The noise builds to a roar. The roar builds to a scream. Kelly puts her corner straight into the side netting. Hampton hangs her head and gallops back into more familiar territory. End of the road. England are done. Of course there had been the usual gripes about Italian gamesmanship, the eternity Laura Giuliani was taking over goal kicks, the constant injury breaks, the sudden random attacks of cramp.

The real timewasters here, though, were not Italy but England, who on a shapeless and lawless night in Geneva conspired to waste a nation’s entire evening, before finally doing the thing they were paid to do.

Sarina Wiegman had wasted 76 minutes of this game tinkering around the edges of an approach that was patently not working. Once again she had treated her substitutions as if she were paying for them out of her own pocket. Kelly, one of England’s brightest players of the tournament, had spent the night doing sprints up the touchline in a bib. Michelle Agyemang was once a Wembley ball girl, and here she was again: marooned on the sidelines, a peripheral figure, waiting to be called briefly into action.

At the start of the second half England’s players had gathered in a huddle, presumably in order to learn each other’s names and positions. Hi, I’m Alex, left-back. Hi, I’m Ella, attacking midfield. Lauren, left wing, how you doing? And if the heist against Sweden had a kind of stirring Blitz spirit to it, tones and shades, a clear sense of purpose, here England were simply pointless, one-dimensional, lacking in craft or identity or even the most basic idea of how they wanted to play.

Hannah Hampton saves from Italy’s Emma Severini
England enjoyed plenty of fortune as they edged through to the final at Italy’s expense. Photograph: Bernadett Szabó/Reuters

At which point, you might point out – not unreasonably – that England won. And fair enough. Agyemang at the death, Kelly’s penalty rebound, the surge of endorphins, the fans in the stands reeling to Sweet Caroline: great moments, brilliant memories. Proof of the spirit and guts and resilience, and all that. And rinse, and repeat. The final on Sunday against Germany or Spain will be another occasion of national significance, another milestone for the growing women’s game.
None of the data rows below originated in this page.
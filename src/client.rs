//! Reporting backend client abstraction.
//!
//! The reporting pass never talks HTTP itself. Everything it needs from the
//! backend goes through the [`ReportClient`] trait:
//!
//! ```text
//! ┌──────────────────────────────────────────────────────────────┐
//! │                        ReportClient                           │
//! │                                                               │
//! │  start_launch(opts) ──────────────► launch id                 │
//! │  start_test_item(item, launch, parent) ──► item id            │
//! │  finish_test_item(id, {end_time, status})                     │
//! │  send_log(id, {level, message}, attachment?)                  │
//! │  finish_launch(id, {end_time, status}) ──► permalink          │
//! │  now()                                                        │
//! └──────────────────────────────────────────────────────────────┘
//! ```
//!
//! # Built-in Clients
//!
//! | Client | Module | Description |
//! |--------|--------|-------------|
//! | Recording | [`recording`] | Keeps every call in memory; supports failure injection |
//! | Journal | [`journal`] | Appends every call as a JSON line to a file |

pub mod journal;
pub mod recording;

use std::fmt;

use async_trait::async_trait;
use serde::{Deserialize, Serialize};

use crate::attachment::Attachment;
use crate::model::{ItemType, ReportStatus};

pub use journal::JournalClient;
pub use recording::{ClientCall, RecordingClient};

/// Result type for client operations.
pub type ClientResult<T> = Result<T, ClientError>;

/// Errors returned by a reporting backend client.
///
/// The reporting pass treats every one of these the same way: the call site
/// logs it and carries on as if the item did not exist.
#[derive(Debug, thiserror::Error)]
pub enum ClientError {
    /// The backend refused the request.
    #[error("Request rejected: {0}")]
    Rejected(String),

    /// The referenced item or launch was never started.
    #[error("Unknown item: {0}")]
    UnknownItem(String),

    /// I/O error talking to the backend or its journal.
    #[error("IO error: {0}")]
    Io(#[from] std::io::Error),

    /// Failed to encode a request.
    #[error("Serialization error: {0}")]
    Serialization(#[from] serde_json::Error),
}

/// Handle returned by the backend as soon as an item or launch is requested.
#[derive(Debug, Clone, PartialEq, Eq, Hash, Serialize, Deserialize)]
#[serde(transparent)]
pub struct ItemId(String);

impl ItemId {
    pub fn new(id: impl Into<String>) -> Self {
        Self(id.into())
    }

    pub fn as_str(&self) -> &str {
        &self.0
    }
}

impl fmt::Display for ItemId {
    fn fmt(&self, f: &mut fmt::Formatter<'_>) -> fmt::Result {
        f.write_str(&self.0)
    }
}

/// A free-form launch tag. `key` is optional, as in `smoke` vs `env:staging`.
#[derive(Debug, Clone, PartialEq, Eq, Serialize, Deserialize)]
pub struct Attribute {
    #[serde(default, skip_serializing_if = "Option::is_none")]
    pub key: Option<String>,
    pub value: String,
}

/// Options used to open a launch.
#[derive(Debug, Clone, Serialize)]
pub struct LaunchOptions {
    pub name: String,
    pub description: String,
    pub attributes: Vec<Attribute>,
    pub rerun: bool,
    pub rerun_of: Option<String>,
    pub start_time: i64,
}

/// Describes an item to start under a launch or a parent item.
#[derive(Debug, Clone, Serialize)]
pub struct ItemDescriptor {
    pub name: String,
    #[serde(rename = "type")]
    pub item_type: ItemType,
    pub has_stats: bool,
    pub start_time: i64,
}

impl ItemDescriptor {
    pub fn new(name: impl Into<String>, item_type: ItemType, start_time: i64) -> Self {
        Self {
            name: name.into(),
            item_type,
            has_stats: item_type.has_stats(),
            start_time,
        }
    }
}

/// Closing data for an item.
#[derive(Debug, Clone, Serialize)]
pub struct FinishItem {
    pub end_time: i64,
    pub status: ReportStatus,
}

/// Closing data for a launch.
#[derive(Debug, Clone, Serialize)]
pub struct FinishLaunch {
    pub end_time: i64,
    pub status: ReportStatus,
}

/// Severity of a log entry.
#[derive(Debug, Clone, Copy, PartialEq, Eq, Serialize, Deserialize)]
#[serde(rename_all = "lowercase")]
pub enum LogLevel {
    Error,
    Debug,
}

/// A log entry attached to an item.
#[derive(Debug, Clone, Serialize)]
pub struct LogEntry {
    pub level: LogLevel,
    pub message: String,
    pub time: i64,
}

/// What the backend returns once a launch is finished.
#[derive(Debug, Clone, Serialize, Deserialize)]
pub struct LaunchReceipt {
    /// Permalink to the finished launch.
    pub link: String,
}

/// A client for the external reporting backend.
///
/// Every method is one request. Ids returned by the start methods are usable
/// immediately as parents for further items.
///
/// # Thread Safety
///
/// Clients must be `Send + Sync`; the plugin shares one behind an `Arc`.
#[async_trait]
pub trait ReportClient: Send + Sync {
    /// Opens a launch and returns its id.
    async fn start_launch(&self, options: &LaunchOptions) -> ClientResult<ItemId>;

    /// Starts an item. Top-level items have no `parent`.
    async fn start_test_item(
        &self,
        item: &ItemDescriptor,
        launch: &ItemId,
        parent: Option<&ItemId>,
    ) -> ClientResult<ItemId>;

    /// Finishes a previously started item.
    async fn finish_test_item(&self, item: &ItemId, finish: &FinishItem) -> ClientResult<()>;

    /// Sends a log entry for an item, optionally with a binary attachment.
    async fn send_log(
        &self,
        item: &ItemId,
        entry: &LogEntry,
        attachment: Option<&Attachment>,
    ) -> ClientResult<()>;

    /// Finishes the launch and returns its permalink.
    async fn finish_launch(
        &self,
        launch: &ItemId,
        finish: &FinishLaunch,
    ) -> ClientResult<LaunchReceipt>;

    /// Current time in milliseconds since the epoch.
    fn now(&self) -> i64 {
        chrono::Utc::now().timestamp_millis()
    }
}

/// Builds the backend's permalink for a launch.
pub fn launch_link(endpoint: &str, project: &str, launch: &ItemId) -> String {
    let base = endpoint
        .trim_end_matches('/')
        .trim_end_matches("/api/v1")
        .trim_end_matches('/');
    format!("{}/ui/#{}/launches/all/{}", base, project, launch)
}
And so you might say the end justified the means, if in fact it were possible to identify any means. Against a team far inferior to Sweden, flagging and flailing, deprived of their best player through injury and offering pretty much nothing between the 35th and the 85th minutes, England had nothing to offer but slow-cooked panic. It was a vindication of nothing, an indication of nothing but the ability of a deeper, more talented squad to bungle a result through blind luck.

Michelle Agyemang

None of this felt like the result of a calculated masterplan, or even a stronger mentality. Italy defended magnificently all game and but for a fumble by Giuliani and a slightly naive challenge by Emma Severini would have enjoyed the greatest night in their history. Even the winning goal owed itself to dumb fortune: Kelly’s penalty was so straight that there was barely any angle for Giuliani to push it to the side.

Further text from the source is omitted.